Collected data
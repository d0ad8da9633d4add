//! Schema assembly.
//!
//! The assembled schema always starts with the reserved `doc` and `text`
//! node types, followed by the registered nodes and then the marks, each in
//! registration order. Order matters to the engine: the first matching parse
//! rule wins and the first textblock type is the default one.

use std::collections::BTreeMap;

use start_engine::{DomOutput, MarkSpec, NodeSpec, OrderedMap, Schema, SchemaSpec};

use crate::content_type::{ContentKind, ContentTypes};
use crate::style::{StyleObject, canvas_attributes};
use crate::{CoreError, CoreResult};

/// Names supplied by the assembler itself.
pub const RESERVED_NODES: [&str; 2] = ["doc", "text"];

fn doc_spec() -> NodeSpec {
    NodeSpec::new().content("block+").to_dom(|_| {
        canvas_attributes()
            .into_iter()
            .fold(DomOutput::new("div"), |dom, (k, v)| dom.attr(k, v))
    })
}

fn text_spec() -> NodeSpec {
    NodeSpec::new().group("inline")
}

/// Merges the content types into one schema.
///
/// `default_styles` maps a node type name to the style object its spec
/// factory receives. Fails with [`CoreError::SchemaConflict`] if a name is
/// used twice within the node or the mark namespace.
pub fn assemble_schema(
    content_types: &ContentTypes,
    default_styles: &BTreeMap<String, StyleObject>,
) -> CoreResult<Schema> {
    let mut nodes: OrderedMap<NodeSpec> = OrderedMap::new();
    nodes.add_to_end("doc", doc_spec());
    nodes.add_to_end("text", text_spec());

    for def in content_types.nodes() {
        if nodes.contains_key(def.name) {
            return Err(CoreError::SchemaConflict {
                kind: ContentKind::Node,
                name: def.name.to_string(),
            });
        }
        nodes.add_to_end(def.name, (def.spec)(default_styles.get(def.name)));
    }

    let mut marks: OrderedMap<MarkSpec> = OrderedMap::new();
    for def in content_types.marks() {
        if marks.contains_key(def.name) {
            return Err(CoreError::SchemaConflict {
                kind: ContentKind::Mark,
                name: def.name.to_string(),
            });
        }
        marks.add_to_end(def.name, (def.spec)());
    }

    tracing::debug!(nodes = nodes.len(), marks = marks.len(), "assembling schema");

    let schema = Schema::new(SchemaSpec {
        nodes,
        marks,
        top_node: None,
    })?;
    Ok(schema)
}
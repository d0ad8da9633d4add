//! Insertion-ordered, name-keyed map.
//!
//! Schemas and registries are small (dozens of entries) and their order is
//! significant, so a flat `Vec` of pairs with linear lookup is all we need.

/// A map from string keys to values that remembers insertion order.
#[derive(Debug, Clone, PartialEq)]
pub struct OrderedMap<T> {
    entries: Vec<(String, T)>,
}

impl<T> OrderedMap<T> {
    /// Creates an empty map.
    pub fn new() -> Self {
        Self {
            entries: Vec::new(),
        }
    }

    /// Returns the value for `key`.
    pub fn get(&self, key: &str) -> Option<&T> {
        self.entries.iter().find(|(k, _)| k == key).map(|(_, v)| v)
    }

    /// Returns a mutable reference to the value for `key`.
    pub fn get_mut(&mut self, key: &str) -> Option<&mut T> {
        self.entries
            .iter_mut()
            .find(|(k, _)| k == key)
            .map(|(_, v)| v)
    }

    /// Returns the index of `key`.
    pub fn position(&self, key: &str) -> Option<usize> {
        self.entries.iter().position(|(k, _)| k == key)
    }

    pub fn contains_key(&self, key: &str) -> bool {
        self.position(key).is_some()
    }

    /// Inserts `value` under `key`.
    ///
    /// An existing entry keeps its position and has its value replaced; the
    /// previous value is returned. New keys are appended.
    pub fn insert(&mut self, key: impl Into<String>, value: T) -> Option<T> {
        let key = key.into();
        match self.position(&key) {
            Some(idx) => Some(std::mem::replace(&mut self.entries[idx].1, value)),
            None => {
                self.entries.push((key, value));
                None
            }
        }
    }

    /// Moves `key` to the end of the map with the new value.
    pub fn add_to_end(&mut self, key: impl Into<String>, value: T) {
        let key = key.into();
        self.remove(&key);
        self.entries.push((key, value));
    }

    /// Removes `key`, returning its value.
    pub fn remove(&mut self, key: &str) -> Option<T> {
        let idx = self.position(key)?;
        Some(self.entries.remove(idx).1)
    }

    pub fn len(&self) -> usize {
        self.entries.len()
    }

    pub fn is_empty(&self) -> bool {
        self.entries.is_empty()
    }

    /// Iterates over `(key, value)` pairs in insertion order.
    pub fn iter(&self) -> impl Iterator<Item = (&str, &T)> {
        self.entries.iter().map(|(k, v)| (k.as_str(), v))
    }

    pub fn keys(&self) -> impl Iterator<Item = &str> {
        self.entries.iter().map(|(k, _)| k.as_str())
    }

    pub fn values(&self) -> impl Iterator<Item = &T> {
        self.entries.iter().map(|(_, v)| v)
    }

    pub fn values_mut(&mut self) -> impl Iterator<Item = &mut T> {
        self.entries.iter_mut().map(|(_, v)| v)
    }

    /// Returns the entry at `index`.
    pub fn get_index(&self, index: usize) -> Option<(&str, &T)> {
        self.entries.get(index).map(|(k, v)| (k.as_str(), v))
    }
}

impl<T> Default for OrderedMap<T> {
    fn default() -> Self {
        Self::new()
    }
}

impl<K: Into<String>, T> FromIterator<(K, T)> for OrderedMap<T> {
    fn from_iter<I: IntoIterator<Item = (K, T)>>(iter: I) -> Self {
        let mut map = OrderedMap::new();
        for (k, v) in iter {
            map.insert(k, v);
        }
        map
    }
}

impl<T> IntoIterator for OrderedMap<T> {
    type Item = (String, T);
    type IntoIter = std::vec::IntoIter<(String, T)>;

    fn into_iter(self) -> Self::IntoIter {
        self.entries.into_iter()
    }
}

#[cfg(test)]
mod tests {
    use super::*;

    #[test]
    fn test_insert_keeps_position() {
        let mut map: OrderedMap<i32> = [("a", 1), ("b", 2), ("c", 3)].into_iter().collect();
        assert_eq!(map.insert("b", 20), Some(2));
        assert_eq!(map.keys().collect::<Vec<_>>(), vec!["a", "b", "c"]);
        assert_eq!(map.get("b"), Some(&20));
    }

    #[test]
    fn test_add_to_end_moves_key() {
        let mut map: OrderedMap<i32> = [("a", 1), ("b", 2)].into_iter().collect();
        map.add_to_end("a", 10);
        assert_eq!(map.keys().collect::<Vec<_>>(), vec!["b", "a"]);
        assert_eq!(map.len(), 2);
    }
}
impl std::fmt::Debug for Transaction {
    fn fmt(&self, f: &mut std::fmt::Formatter<'_>) -> std::fmt::Result {
        f.debug_struct("Transaction")
            .field("steps", &self.steps.len())
            .field("selection", &self.selection)
            .field("meta", &self.meta)
            .finish()
    }
}

#[cfg(test)]
mod tests {
    use super::*;
    use crate::schema::tests::test_schema;

    fn state_with(json: Value) -> EditorState {
        EditorState::from_json(StateConfig::new(Rc::new(test_schema())), &json).unwrap()
    }

    fn hello() -> EditorState {
        state_with(json!({
            "type": "doc",
            "content": [
                { "type": "paragraph", "content": [{ "type": "text", "text": "hello" }] },
                { "type": "paragraph" }
            ]
        }))
    }

    #[test]
    fn test_create_fills_empty_doc() {
        let state = EditorState::create(StateConfig::new(Rc::new(test_schema()))).unwrap();
        assert!(state.is_empty_doc());
        assert_eq!(state.selection(), &Selection::cursor(vec![0], 0));
    }

    #[test]
    fn test_create_rejects_wrong_root() {
        let schema = Rc::new(test_schema());
        let paragraph = schema.node("paragraph", &Attrs::new(), vec![]).unwrap();
        let result = EditorState::create(StateConfig::new(schema).doc(paragraph));
        assert!(result.is_err());
    }

    #[test]
    fn test_insert_text_moves_cursor() {
        let state = hello();
        let mut tr = state.tr();
        tr.set_selection(Selection::cursor(vec![0], 5));
        tr.insert_text(" world").unwrap();
        let next = state.apply(tr);
        assert_eq!(next.doc().child(0).unwrap().text_content(), "hello world");
        assert_eq!(next.selection().head, 11);
        assert_eq!(state.doc().child(0).unwrap().text_content(), "hello");
    }

    #[test]
    fn test_insert_text_inherits_marks() {
        let state = state_with(json!({
            "type": "doc",
            "content": [{ "type": "paragraph", "content": [
                { "type": "text", "text": "ab", "marks": [{ "type": "bold" }] }
            ]}]
        }));
        let mut tr = state.tr();
        tr.set_selection(Selection::cursor(vec![0], 2));
        tr.insert_text("c").unwrap();
        let next = state.apply(tr);
        let block = next.doc().child(0).unwrap();
        assert_eq!(block.child_count(), 1);
        assert_eq!(block.text_content(), "abc");
    }

    #[test]
    fn test_delete_selection() {
        let state = hello();
        let mut tr = state.tr();
        tr.set_selection(Selection::range(vec![0], 1, 4));
        tr.delete_selection().unwrap();
        let next = state.apply(tr);
        assert_eq!(next.doc().child(0).unwrap().text_content(), "ho");
        assert!(next.selection().is_empty());
    }

    #[test]
    fn test_replace_node_validates_placement() {
        let state = hello();
        let mut tr = state.tr();
        let text = Node::text_node("x", vec![]);
        assert!(tr.replace_node(&[0], text).is_err());
        assert!(!tr.doc_changed());
    }

    #[test]
    fn test_step_inversion_restores_doc() {
        let state = hello();
        let mut tr = state.tr();
        tr.set_node_type(&[0], "heading", &Attrs::new()).unwrap();
        let step = tr.steps()[0].clone();
        let changed = tr.doc().clone();
        assert_eq!(changed.child(0).unwrap().type_name(), "heading");
        assert_eq!(&step.invert().apply(&changed).unwrap(), state.doc());
    }

    #[test]
    fn test_selection_resolves_after_structural_change() {
        let state = hello();
        let mut tr = state.tr();
        tr.set_selection(Selection::cursor(vec![7], 3));
        let next = state.apply(tr);
        assert_eq!(next.selection(), &Selection::cursor(vec![0], 0));
    }

    #[test]
    fn test_json_roundtrip_keeps_selection() {
        let state = hello();
        let mut tr = state.tr();
        tr.set_selection(Selection::cursor(vec![0], 2));
        let next = state.apply(tr);
        let restored = EditorState::from_json(
            StateConfig::new(Rc::clone(next.schema())),
            &next.to_json(),
        )
        .unwrap();
        assert_eq!(restored.doc(), next.doc());
        assert_eq!(restored.selection(), next.selection());
    }

    #[test]
    fn test_meta_and_history_flag() {
        let state = hello();
        let mut tr = state.tr();
        assert!(tr.add_to_history());
        tr.set_meta(ADD_TO_HISTORY, false).set_meta("source", "paste");
        assert!(!tr.add_to_history());
        assert_eq!(tr.get_meta("source"), Some(&json!("paste")));
    }
}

TASK DESCRIPTION »
Scan the data above and report each line in which "MarkSpec" is present.

ANSWER BELOW »
use start_engine::{DomOutput, MarkSpec, NodeSpec, OrderedMap, Schema, SchemaSpec};
    let mut marks: OrderedMap<MarkSpec> = OrderedMap::new();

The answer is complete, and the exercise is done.